Madison - St. Clair Record

Monday, September 16, 2019

Democrat judges seeking election over retention receive 'recommended' ratings in ISBA poll; Republican contenders challenging them do not

By Ann Maher | Feb 29, 2016

Democrat candidates for circuit judge in the Twentieth Judicial Circuit meet acceptable requirements for office, according to evaluations released by the Illinois State Bar Association on Friday. But, their Republican candidate counterparts got trounced in a poll of lawyers from St. Clair, Monroe, Randolph, Perry and Washington counties.

The poll, which was conducted in advance of the March 15 primary, shows that sitting circuit judges John Baricevic, Robert LeChien and Robert Haida, Democrats, each received scores exceeding 65 percent on the question of "meets requirements of office;" whereas Republicans Ron Duebbert and Laninya Cason scored well under the minimum threshold required for recommendation.

Candidates scores were:

Haida - 93.67

Baricevic - 88.58

LeChien - 69.91

Duebbert - 26.97

Cason - 21.81

It is not unusual for local Republican candidates to do poorly in these advisory polls which are conducted in advance of judicial elections and retention races.

Since 2000, area lawyers have given Republican candidates the worst scores in a circuit that has been dominated by Democratic candidates and judges for decades. Only one Republican has won a judicial seat in St. Clair County in recent history - Stephen McGlynn, who defeated Associate Judge Heinz Rudolf in 2014.

The scores given to Duebbert and Cason in this pre-primary poll are the worst in the Twentieth Judicial Circuit in 16 years.

Rounding out the top worst scores which resulted in candidates not being recommended in the poll were:

2012: Anne Keeley - 30.95 - Democrat who lost the primary to Zina Cruse, Democrat, who went on to win the general election in a race against Cason. The vacancy was created through the retirement of Milton Wharton, Democrat.

2012: Duebbert - 37.19 - He lost in the general election to Vincent Lopinot, Democrat, for the vacancy created through the retirement of Michael O'Malley, Democrat.

2012: Cason - 41.20 - A former Democrat, Cason had served as an associate judge from 2003-2015. In 2011, before she had switched party affiliation, she had received a "recommended" rating.

2002: Alan Stumpf - 43.68 - Republican who lost the general election to Dennis Doyle, Democrat, for the vacancy created through the retirement of Dennis Jacobsen, Democrat.

2006: Paul Evans - 49.63 - Republican who lost the general election to Lloyd Cueto, Democrat, for the vacancy Cueto created himself.

The election that Evans lost in 2006 was the only other time in state history where a sitting judge submitted resignation paperwork and ran in an open election to the self-created vacancy.
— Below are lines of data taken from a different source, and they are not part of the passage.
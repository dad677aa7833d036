use chrono::{DateTime, NaiveDate, NaiveTime, Utc};
use tracing::{debug, info};
use uuid::Uuid;

use crate::{
    civil,
    errors::{AgendaError, AgendaResult},
    models::{
        appointment::{
            Appointment, AppointmentPatch, AppointmentStatus, BookingOutcome, NewAppointment,
            RejectedRequest, SlotRequest,
        },
        contract::Contract,
        template::WeekTemplate,
    },
    services::{availability::check_range, templates::get_week},
    store::AgendaStore,
};

pub const CONFLICT_REASON: &str = "Conflict";

/// Resolves where a request lands under the week template, or why it cannot.
fn place(week: &WeekTemplate, request: &SlotRequest) -> Result<NaiveTime, String> {
    let template = week.for_date(request.date);
    let window = template
        .bookable_window()
        .ok_or_else(|| format!("{} is not a working day", request.date))?;
    match template.session_end(request.start) {
        Some(end) if window.contains(request.start, end) => Ok(end),
        _ => Err(format!(
            "a session at {} on {} does not fit the working window",
            request.start.format("%H:%M"),
            request.date
        )),
    }
}

/// Books requests against a signed contract. Structural problems reject the
/// whole batch; individual collisions are reported in `rejected`.
pub async fn book(
    store: &dyn AgendaStore,
    professional_id: Uuid,
    contract_id: Uuid,
    requests: &[SlotRequest],
    now: DateTime<Utc>,
) -> AgendaResult<BookingOutcome> {
    let contract = store
        .contract(contract_id)
        .await?
        .ok_or_else(|| AgendaError::NotFound(format!("contract {contract_id}")))?;
    if !contract.is_signed() {
        return Err(AgendaError::Validation(format!(
            "contract {contract_id} is {}, only signed contracts can be booked",
            contract.status
        )));
    }
    if contract.professional_id != professional_id {
        return Err(AgendaError::Validation(format!(
            "contract {contract_id} belongs to another professional"
        )));
    }
    if requests.is_empty() {
        return Err(AgendaError::Validation("no slots requested".to_string()));
    }

    let week = get_week(store, professional_id).await?;
    let placed = requests
        .iter()
        .map(|request| place(&week, request).map(|end| (*request, end)))
        .collect::<Result<Vec<_>, _>>()
        .map_err(AgendaError::Validation)?;

    insert_each(store, &contract, placed, Vec::new(), AppointmentStatus::Scheduled, now).await
}

/// Books requests for a contract with a given initial status. Requests that do
/// not fit the template are rejected one by one instead of failing the batch.
pub async fn book_with_status(
    store: &dyn AgendaStore,
    contract: &Contract,
    requests: &[SlotRequest],
    status: AppointmentStatus,
    now: DateTime<Utc>,
) -> AgendaResult<BookingOutcome> {
    let week = get_week(store, contract.professional_id).await?;
    let mut placed = Vec::with_capacity(requests.len());
    let mut rejected = Vec::new();
    for request in requests {
        match place(&week, request) {
            Ok(end) => placed.push((*request, end)),
            Err(reason) => rejected.push(RejectedRequest {
                date: request.date,
                start: request.start,
                reason,
            }),
        }
    }
    insert_each(store, contract, placed, rejected, status, now).await
}

async fn insert_each(
    store: &dyn AgendaStore,
    contract: &Contract,
    placed: Vec<(SlotRequest, NaiveTime)>,
    mut rejected: Vec<RejectedRequest>,
    status: AppointmentStatus,
    now: DateTime<Utc>,
) -> AgendaResult<BookingOutcome> {
    let mut appointments = Vec::with_capacity(placed.len());
    for (request, end) in placed {
        let new = NewAppointment {
            professional_id: contract.professional_id,
            patient_id: contract.patient_id,
            contract_id: contract.id,
            date: request.date,
            start: request.start,
            end,
            status,
            notes: None,
        };
        match store.insert_if_free(new, now).await? {
            Some(appointment) => appointments.push(appointment),
            None => {
                debug!(
                    "Slot taken: professional_id={}, date={}, start={}",
                    contract.professional_id, request.date, request.start
                );
                rejected.push(RejectedRequest {
                    date: request.date,
                    start: request.start,
                    reason: CONFLICT_REASON.to_string(),
                });
            }
        }
    }

    info!(
        "Booked {} appointments for contract_id={} ({} rejected)",
        appointments.len(),
        contract.id,
        rejected.len()
    );
    Ok(BookingOutcome {
        created: appointments.len() as u32,
        appointments,
        rejected,
    })
}

/// Applies a manual edit. Moving an appointment re-checks overlap against all
/// other appointments of the professional.
pub async fn edit(
    store: &dyn AgendaStore,
    appointment_id: Uuid,
    patch: AppointmentPatch,
    now: DateTime<Utc>,
) -> AgendaResult<Appointment> {
    let current = store
        .appointment(appointment_id)
        .await?
        .ok_or_else(|| AgendaError::NotFound(format!("appointment {appointment_id}")))?;

    if current.status.is_terminal() && patch.moves_slot() {
        return Err(AgendaError::NotEligible(format!(
            "appointment is {} and can no longer be moved",
            current.status
        )));
    }
    let status = match patch.status {
        Some(next) => {
            current.status.check_manual_transition(next)?;
            next
        }
        None => current.status,
    };

    let date = patch.date.unwrap_or(current.date);
    let start = patch.start.unwrap_or(current.start);
    let end = match patch.end {
        Some(end) => end,
        None if patch.start.is_some() => {
            let minutes = u32::try_from(current.duration_minutes()).unwrap_or(0);
            civil::add_minutes(start, minutes).ok_or_else(|| {
                AgendaError::Validation("appointment would run past midnight".to_string())
            })?
        }
        None => current.end,
    };
    if start >= end {
        return Err(AgendaError::Validation(
            "appointment start must be before its end".to_string(),
        ));
    }

    let updated = Appointment {
        date,
        start,
        end,
        status,
        notes: patch.notes.or_else(|| current.notes.clone()),
        ..current.clone()
    };
    let saved = store
        .update_if_free(&updated, current.status, now)
        .await?
        .ok_or_else(|| overlap_error(&updated))?;

    if saved.status != current.status {
        info!(
            "Appointment {} status {} -> {}",
            saved.id, current.status, saved.status
        );
    }
    Ok(saved)
}

pub async fn cancel(
    store: &dyn AgendaStore,
    appointment_id: Uuid,
    now: DateTime<Utc>,
) -> AgendaResult<Appointment> {
    let patch = AppointmentPatch {
        status: Some(AppointmentStatus::Cancelled),
        ..AppointmentPatch::default()
    };
    edit(store, appointment_id, patch, now).await
}

pub async fn list_appointments(
    store: &dyn AgendaStore,
    professional_id: Uuid,
    from: NaiveDate,
    to: NaiveDate,
    include_inactive: bool,
) -> AgendaResult<Vec<Appointment>> {
    check_range(from, to, None)?;
    let mut appointments = store.appointments_between(professional_id, from, to).await?;
    if !include_inactive {
        appointments.retain(|appointment| appointment.status.is_active());
    }
    Ok(appointments)
}

pub(crate) fn overlap_error(appointment: &Appointment) -> AgendaError {
    AgendaError::Conflict(format!(
        "{} {}-{} overlaps another appointment",
        appointment.date,
        appointment.start.format("%H:%M"),
        appointment.end.format("%H:%M")
    ))
}
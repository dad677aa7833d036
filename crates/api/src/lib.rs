//! # Agenda API
//!
//! HTTP surface of the scheduling engine: availability templates, slot
//! listings, appointment booking, contract lifecycle, the tokenized
//! reschedule flow and the reminder sweep.
//!
//! ## Architecture
//!
//! - **Routes**: endpoint paths, grouped by resource
//! - **Handlers**: extract the request, call a service, shape the response
//! - **Middleware**: error mapping
//! - **Config**: environment configuration
//!
//! Handlers never touch a database directly; they go through the
//! [`AgendaStore`] held in [`ApiState`].

/// Configuration module for API settings
pub mod config;
/// Request handlers
pub mod handlers;
/// Error mapping
pub mod middleware;
/// Route definitions
pub mod routes;

use std::{sync::Arc, time::Duration};

use agenda_core::{
    civil::Moment,
    services::{ReminderSender, RescheduleSettings},
    store::AgendaStore,
};
use axum::{
    BoxError, Router,
    error_handling::HandleErrorLayer,
    http::{HeaderValue, Method, StatusCode, header},
};
use chrono::Utc;
use chrono_tz::Tz;
use eyre::Result;
use tokio::net::TcpListener;
use tower::ServiceBuilder;
use tower_http::cors::CorsLayer;
use tracing::{info, warn};

/// Shared application state that is accessible to all request handlers
pub struct ApiState {
    pub store: Arc<dyn AgendaStore>,
    /// Transport used by the reminder sweep
    pub sender: Arc<dyn ReminderSender>,
    /// Civil timezone every date and time of day is read in
    pub timezone: Tz,
    pub reschedule: RescheduleSettings,
}

impl ApiState {
    /// The current instant, with its civil reading in the agenda's timezone.
    pub fn now(&self) -> Moment {
        Moment::at(Utc::now(), &self.timezone)
    }
}

/// All routes with the shared state attached, without the outer layers.
pub fn build_router(state: Arc<ApiState>) -> Router {
    Router::new()
        .merge(routes::health::routes())
        .merge(routes::professionals::routes())
        .merge(routes::appointments::routes())
        .merge(routes::contracts::routes())
        .merge(routes::patients::routes())
        .merge(routes::reschedule::routes())
        .merge(routes::reminders::routes())
        .with_state(state)
}

fn cors_layer(origins: &[String]) -> CorsLayer {
    let allowed: Vec<HeaderValue> = origins
        .iter()
        .filter_map(|origin| match origin.parse() {
            Ok(value) => Some(value),
            Err(_) => {
                warn!("Ignoring invalid CORS origin: {}", origin);
                None
            }
        })
        .collect();

    CorsLayer::new()
        .allow_methods([
            Method::GET,
            Method::POST,
            Method::PUT,
            Method::PATCH,
            Method::OPTIONS,
        ])
        .allow_headers([header::CONTENT_TYPE, header::AUTHORIZATION, header::ACCEPT])
        .allow_origin(allowed)
        .allow_credentials(true)
}

/// Starts the API server
///
/// Sets up logging, builds the router with CORS and a request timeout, and
/// serves until the listener fails.
pub async fn start_server(config: config::ApiConfig, state: ApiState) -> Result<()> {
    let subscriber = tracing_subscriber::FmtSubscriber::builder()
        .with_max_level(config.log_level)
        .finish();
    tracing::subscriber::set_global_default(subscriber)?;

    let app = build_router(Arc::new(state));

    let app = match &config.cors_origins {
        Some(origins) => app.layer(cors_layer(origins)),
        None => app,
    };

    let app = app.layer(
        ServiceBuilder::new()
            .layer(HandleErrorLayer::new(|_: BoxError| async { StatusCode::REQUEST_TIMEOUT }))
            .timeout(Duration::from_secs(config.request_timeout)),
    );

    let addr = config.server_addr();
    let listener = TcpListener::bind(&addr).await?;
    info!(
        "Server listening on http://{} (timezone {})",
        addr,
        config.timezone.name()
    );
    axum::serve(listener, app).await?;

    Ok(())
}
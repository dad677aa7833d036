use chrono::{Datelike, NaiveDate, NaiveTime};
use serde::{Deserialize, Serialize};
use uuid::Uuid;

use crate::{
    civil::{self, hhmm},
    errors::{AgendaError, AgendaResult},
};

pub const DEFAULT_SESSION_MINUTES: u32 = 50;
pub const DEFAULT_BUFFER_MINUTES: u32 = 10;
pub const DAYS_IN_WEEK: u8 = 7;
/// Upper bound for one session plus its buffer.
pub const MAX_STEP_MINUTES: u32 = 24 * 60;

/// 0 = Sunday .. 6 = Saturday.
pub fn weekday_index(date: NaiveDate) -> u8 {
    date.weekday().num_days_from_sunday() as u8
}

#[derive(Debug, Clone, Copy, PartialEq, Eq, Serialize, Deserialize)]
pub struct TimeRange {
    #[serde(with = "hhmm")]
    pub start: NaiveTime,
    #[serde(with = "hhmm")]
    pub end: NaiveTime,
}

impl TimeRange {
    pub fn new(start: NaiveTime, end: NaiveTime) -> Self {
        Self { start, end }
    }

    pub fn is_ordered(&self) -> bool {
        self.start < self.end
    }

    pub fn contains(&self, start: NaiveTime, end: NaiveTime) -> bool {
        self.start <= start && end <= self.end
    }

    pub fn overlaps(&self, start: NaiveTime, end: NaiveTime) -> bool {
        civil::overlaps(self.start, self.end, start, end)
    }
}

/// Working-hours configuration for one professional on one weekday.
#[derive(Debug, Clone, PartialEq, Eq, Serialize, Deserialize)]
pub struct AvailabilityTemplate {
    pub weekday: u8,
    pub enabled: bool,
    pub window: Option<TimeRange>,
    #[serde(default = "default_session_minutes")]
    pub session_minutes: u32,
    #[serde(default = "default_buffer_minutes")]
    pub buffer_minutes: u32,
    #[serde(default)]
    pub lunch: Option<TimeRange>,
}

fn default_session_minutes() -> u32 {
    DEFAULT_SESSION_MINUTES
}

fn default_buffer_minutes() -> u32 {
    DEFAULT_BUFFER_MINUTES
}

impl AvailabilityTemplate {
    /// What a weekday looks like before the professional configures it.
    pub fn disabled(weekday: u8) -> Self {
        Self {
            weekday,
            enabled: false,
            window: None,
            session_minutes: DEFAULT_SESSION_MINUTES,
            buffer_minutes: DEFAULT_BUFFER_MINUTES,
            lunch: None,
        }
    }

    pub fn validate(&self) -> AgendaResult<()> {
        let day = self.weekday;
        if day >= DAYS_IN_WEEK {
            return Err(AgendaError::Validation(format!(
                "weekday {day} is out of range (0 = Sunday .. 6 = Saturday)"
            )));
        }
        if self.session_minutes == 0 {
            return Err(AgendaError::Validation(format!(
                "weekday {day}: session duration must be greater than zero"
            )));
        }
        let step = self.session_minutes.checked_add(self.buffer_minutes);
        if step.is_none_or(|step| step > MAX_STEP_MINUTES) {
            return Err(AgendaError::Validation(format!(
                "weekday {day}: session plus buffer must not exceed {MAX_STEP_MINUTES} minutes"
            )));
        }
        if let Some(window) = &self.window {
            if !window.is_ordered() {
                return Err(AgendaError::Validation(format!(
                    "weekday {day}: working window must start before it ends"
                )));
            }
        } else if self.enabled {
            return Err(AgendaError::Validation(format!(
                "weekday {day}: an enabled day needs a working window"
            )));
        }
        if let Some(lunch) = &self.lunch {
            if !lunch.is_ordered() {
                return Err(AgendaError::Validation(format!(
                    "weekday {day}: lunch break must start before it ends"
                )));
            }
            let inside = self
                .window
                .map(|window| window.contains(lunch.start, lunch.end))
                .unwrap_or(false);
            if !inside {
                return Err(AgendaError::Validation(format!(
                    "weekday {day}: lunch break must lie inside the working window"
                )));
            }
        }
        Ok(())
    }

    /// The window to generate slots from, if this day takes bookings at all.
    pub fn bookable_window(&self) -> Option<TimeRange> {
        if self.enabled { self.window } else { None }
    }

    pub fn session_end(&self, start: NaiveTime) -> Option<NaiveTime> {
        civil::add_minutes(start, self.session_minutes)
    }

    pub fn step_minutes(&self) -> u32 {
        self.session_minutes.saturating_add(self.buffer_minutes)
    }

    /// Copy of this template under another weekday.
    pub fn for_weekday(&self, weekday: u8) -> Self {
        Self {
            weekday,
            ..self.clone()
        }
    }
}

/// The seven weekday templates of one professional, indexed by weekday.
#[derive(Debug, Clone, PartialEq, Eq, Serialize, Deserialize)]
pub struct WeekTemplate {
    pub professional_id: Uuid,
    pub days: Vec<AvailabilityTemplate>,
}

impl WeekTemplate {
    /// Builds a full week from stored rows; weekdays without a row are disabled.
    pub fn from_rows(professional_id: Uuid, rows: Vec<AvailabilityTemplate>) -> Self {
        let mut days: Vec<AvailabilityTemplate> =
            (0..DAYS_IN_WEEK).map(AvailabilityTemplate::disabled).collect();
        for row in rows {
            if let Some(slot) = days.get_mut(usize::from(row.weekday)) {
                *slot = row;
            }
        }
        Self {
            professional_id,
            days,
        }
    }

    pub fn day(&self, weekday: u8) -> &AvailabilityTemplate {
        &self.days[usize::from(weekday % DAYS_IN_WEEK)]
    }

    pub fn for_date(&self, date: NaiveDate) -> &AvailabilityTemplate {
        self.day(weekday_index(date))
    }
}

#[derive(Debug, Clone, Serialize, Deserialize)]
pub struct PutTemplatesRequest {
    pub days: Vec<AvailabilityTemplate>,
}

#[derive(Debug, Clone, Serialize, Deserialize)]
pub struct CopyTemplateDayRequest {
    pub from_day: u8,
    pub to_day: u8,
}
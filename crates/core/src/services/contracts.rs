use chrono::{DateTime, NaiveDate, Utc};
use tracing::info;
use uuid::Uuid;

use crate::{
    errors::{AgendaError, AgendaResult},
    models::{
        appointment::{AppointmentStatus, BookingOutcome},
        contract::{
            ActivateContractRequest, Contract, ContractStatus, EndContractResponse,
            SignContractResponse, UpsertContractRequest,
        },
    },
    recurrence,
    services::booking::book_with_status,
    store::AgendaStore,
};

async fn load(store: &dyn AgendaStore, contract_id: Uuid) -> AgendaResult<Contract> {
    store
        .contract(contract_id)
        .await?
        .ok_or_else(|| AgendaError::NotFound(format!("contract {contract_id}")))
}

/// Mirrors a contract owned by the surrounding product.
pub async fn upsert(
    store: &dyn AgendaStore,
    contract_id: Uuid,
    request: UpsertContractRequest,
) -> AgendaResult<Contract> {
    let contract = request.into_contract(contract_id);
    contract.validate()?;
    let saved = store.upsert_contract(&contract).await?;
    info!("Contract synced: id={}, status={}", saved.id, saved.status);
    Ok(saved)
}

/// Expands the contract's weekly rules and books the result. A pending
/// contract gets PRE_SCHEDULED appointments, a signed one SCHEDULED.
pub async fn activate(
    store: &dyn AgendaStore,
    contract_id: Uuid,
    request: ActivateContractRequest,
    now: DateTime<Utc>,
) -> AgendaResult<BookingOutcome> {
    let contract = load(store, contract_id).await?;
    let status = match contract.status {
        ContractStatus::Pending => AppointmentStatus::PreScheduled,
        ContractStatus::Signed => AppointmentStatus::Scheduled,
        ContractStatus::Cancelled => {
            return Err(AgendaError::NotEligible(format!(
                "contract {contract_id} is cancelled"
            )));
        }
    };

    let from = request.from.unwrap_or(contract.start_date);
    let to = request.to.or(contract.end_date);
    let count = request.count.or(contract.num_appointments);
    if to.is_some_and(|to| to < from) {
        return Err(AgendaError::Validation(
            "activation range ends before it starts".to_string(),
        ));
    }

    let requests = recurrence::expand(&contract.schedule_rules, from, to, count);
    info!(
        "Activating contract {}: {} occurrences as {}",
        contract_id,
        requests.len(),
        status
    );
    book_with_status(store, &contract, &requests, status, now).await
}

pub async fn mark_signed(
    store: &dyn AgendaStore,
    contract_id: Uuid,
    now: DateTime<Utc>,
) -> AgendaResult<SignContractResponse> {
    let promoted = store.mark_signed(contract_id, now).await?;
    info!("Contract {} signed, {} appointments promoted", contract_id, promoted);
    Ok(SignContractResponse {
        contract_id,
        promoted,
    })
}

/// Ends a signed contract. `end_date` is the last day of service: every
/// non-terminal appointment after it becomes SERIES_ENDED.
pub async fn end(
    store: &dyn AgendaStore,
    contract_id: Uuid,
    end_date: NaiveDate,
    now: DateTime<Utc>,
) -> AgendaResult<EndContractResponse> {
    let contract = load(store, contract_id).await?;
    if !contract.is_signed() {
        return Err(AgendaError::NotEligible(format!(
            "only signed contracts can be ended, contract {contract_id} is {}",
            contract.status
        )));
    }
    if end_date < contract.start_date {
        return Err(AgendaError::Validation(
            "end date is before the contract start date".to_string(),
        ));
    }

    let ended = store.end_contract(contract_id, end_date, now).await?;
    info!(
        "Contract {} ended on {}: {} appointments marked SERIES_ENDED",
        contract_id,
        end_date,
        ended.len()
    );
    Ok(EndContractResponse {
        contract_id,
        end_date,
        ended,
    })
}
Cueto's move was considered controversial at the time, and legal observers also called it unconstitutional, however, his candidacy was not challenged in the courts.

This year, though, as judges Baricevic, LeChien and Haida seek to stay in office by the same process that Cueto tested, challenger Dallas Cook of Belleville seeks to have the judges names stricken from the primary ballot, arguing that the only way a judge can seek a successive term is through a retention vote.

Cook, Belleville City Clerk as well as a Republican candidate for St. Clair County Circuit Clerk, contends that the state constitution establishes that the only process for a judge to retain office is through a non-partisan retention vote that requires 60 percent voter approval - not simple majority partisan re-election style.

On Friday, Cook filed a notice of appeal at the Fourth District Appellate Court challenging a lower court decision in Sangamon Circuit Court that allowed the judges names to remain on the ballot.

How the poll works

The ISBA advisory poll is conducted by mail with ballot sent to all ISBA members in the circuit or district from which a candidate seeks election (except Cook County). Licensed attorneys who are not members of the ISBA, or any attorney outside the circuit or district, may request a ballot. Attorneys are asked to respond only if they have sufficient knowledge about the candidate’s qualifications for judicial office to give a fair, informed opinion.